They may be competing for the same council seat, but when candidates running in Ward 11 met on Wednesday night to debate the issues, they seemed to agree more than disagree about two key topics: the need for less secrecy and apathy in city politics.

The forum, held at the Cliff Bungalow-Mission Community Association, was attended by members of the Mission community who are voting in their first city election as members of Ward 11. Their neighbourhood was previously part of Ward 8.

Attendees met four of the five Ward 11 candidates, including Robert Dickinson, Janet Eremenko, Linda Johnson, and Keith Simmons. According to CBMCA President Bob Lang, candidate Jeromy Farkas had accepted the original invitation to the forum, but took his name off the list of participants on Sept. 18, citing attendance at another community event.

Among the topics that were debated was the lack of openness surrounding campaign donations. Johnson said she believes candidates need to “take the consequences as to who your friends are.” She has yet to publish her own donor list but says she will before the election campaign ends.

Similarly, Eremenko says, “Calgarians deserve to know who is supporting campaigns from a fiscal perspective,” and therefore she will release her own list of donors before the end of the election.Ward 11 city council candidates speak in front of a crowd of constituents that they hope to represent. The forum was largely centered around broad beliefs and political ideologies that the candidates held, as opposed to a typical issue-based forum. Photo by Kyra Bird.

Simmons stressed that voters need to know where support is coming from “not only financially, but ideologically as well.”

Voters already know where that support is coming from in the case of Dickinson. He’s already published a list of donors “for better or for worse,” and will make  sure it is updated every Friday until the election.

Moderator Greg Hart also posed a question from the audience about political apathy and how the candidates would deal with the problem.

For his part, Simmons said curbing  apathy is simply a matter of including citizens in the process of making and executing decisions. He feels that many people would like to be involved in their community, but get exhausted by the process and lack of results.

Similarly, Eremenko said, “There’s no such thing as voter apathy. It’s just politicians who don’t do a particularly good job about speaking to the things that matter to folks.” She believes  the best thing about municipal politics is the idea that candidates don’t have to walk party lines, and can instead truly engage citizens in a dialogue about their needs and desires.

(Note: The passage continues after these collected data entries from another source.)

use std::sync::Arc;

use async_trait::async_trait;
use fxgrid_market_data::QuoteProvider;

use super::derivation::derive_rates;
use super::fx_model::DerivationReport;
use super::fx_traits::{FxServiceTrait, RateRepositoryTrait};
use crate::errors::Result;

/// Orchestrates one full sync cycle: fetch raw quotes, persist them
/// untouched, derive the pairwise rates, persist the derived batch.
///
/// The derivation step itself is pure; this service sequences the
/// collaborators around it.
#[derive(Clone)]
pub struct FxService {
    provider: Arc<dyn QuoteProvider>,
    repository: Arc<dyn RateRepositoryTrait>,
    reference_currency: String,
}

impl FxService {
    pub fn new(
        provider: Arc<dyn QuoteProvider>,
        repository: Arc<dyn RateRepositoryTrait>,
        reference_currency: impl Into<String>,
    ) -> Self {
        Self {
            provider,
            repository,
            reference_currency: reference_currency.into(),
        }
    }

    pub fn reference_currency(&self) -> &str {
        &self.reference_currency
    }
}

#[async_trait]
impl FxServiceTrait for FxService {
    async fn sync_rates(&self) -> Result<DerivationReport> {
        let raw_quotes = self.provider.fetch_quotes().await?;
        log::info!(
            "Fetched {} quotes from {}",
            raw_quotes.len(),
            self.provider.id()
        );

        let stored_raw = self.repository.save_raw_quotes(&raw_quotes).await?;
        log::info!("Stored {} raw observations", stored_raw);

        let report = derive_rates(&raw_quotes, &self.reference_currency)?;

        let stored_derived = self.repository.save_derived_rates(&report.rates).await?;
        log::info!(
            "Derived {}/{} pairs ({} malformed, {} missing anchor), stored {}",
            report.counts.derived,
            report.counts.pairs_requested,
            report.counts.malformed,
            report.counts.missing_anchor,
            stored_derived
        );

        Ok(report)
    }
}

#[cfg(test)]
mod tests {
    use super::*;
    use crate::fx::DerivedRate;
    use chrono::{TimeZone, Utc};
    use fxgrid_market_data::{MarketDataError, RawQuote};
    use std::sync::Mutex;

    struct StubProvider {
        quotes: Vec<RawQuote>,
    }

    #[async_trait]
    impl QuoteProvider for StubProvider {
        fn id(&self) -> &'static str {
            "STUB"
        }

        async fn fetch_quotes(&self) -> std::result::Result<Vec<RawQuote>, MarketDataError> {
            Ok(self.quotes.clone())
        }
    }

    #[derive(Default)]
    struct RecordingRepository {
        raw: Mutex<Vec<RawQuote>>,
        derived: Mutex<Vec<DerivedRate>>,
    }

    #[async_trait]
    impl RateRepositoryTrait for RecordingRepository {
        async fn save_raw_quotes(&self, quotes: &[RawQuote]) -> Result<usize> {
            self.raw.lock().unwrap().extend_from_slice(quotes);
            Ok(quotes.len())
        }

        async fn save_derived_rates(&self, rates: &[DerivedRate]) -> Result<usize> {
            self.derived.lock().unwrap().extend_from_slice(rates);
            Ok(rates.len())
        }

        fn get_latest_derived_rates(&self) -> Result<Vec<DerivedRate>> {
            Ok(self.derived.lock().unwrap().clone())
        }
    }

    fn raw(symbol: &str, price: &str) -> RawQuote {
        let scraped_at = Utc.with_ymd_and_hms(2026, 8, 6, 12, 0, 0).unwrap();
        RawQuote::new(symbol, price, scraped_at)
    }

    #[tokio::test]
    async fn test_sync_persists_raw_batch_and_derived_snapshot() {
        let provider = Arc::new(StubProvider {
            quotes: vec![raw("USDEUR", "0.9"), raw("USDGBP", "0.8"), raw("junk", "x")],
        });
        let repository = Arc::new(RecordingRepository::default());
        let service = FxService::new(provider, repository.clone(), "USD");

        let report = service.sync_rates().await.unwrap();

        assert_eq!(report.counts.derived, 6);
        assert_eq!(report.counts.malformed, 1);

        // The raw batch is stored untouched, malformed rows included.
        let stored_raw = repository.raw.lock().unwrap();
        assert_eq!(stored_raw.len(), 3);
        assert_eq!(stored_raw[2].symbol, "junk");

        let stored_derived = repository.derived.lock().unwrap();
        assert_eq!(stored_derived.len(), 6);
    }

    #[tokio::test]
    async fn test_sync_surfaces_empty_input() {
        let provider = Arc::new(StubProvider { quotes: vec![] });
        let repository = Arc::new(RecordingRepository::default());
        let service = FxService::new(provider, repository.clone(), "USD");

        let result = service.sync_rates().await;
        assert!(result.is_err());
        assert!(repository.derived.lock().unwrap().is_empty());
    }
}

Dickinson believes in a youth-centric approach to political engagement. He noted that the increased push by Calgary universities and their student unions to get younger people involved in the election have been great steps towards eliminating apathy. He also believes the earlier we can teach kids about politics, the more invested they become in the process.

Nevertheless, Johnson said  “we have to be realistic about the complexity and the challenge of communicating with everybody in today’s society.” She believes that so long as council representatives show respect for everyone in their ward who comes to them with a problem, a healthier relationship between the public and council will take shape.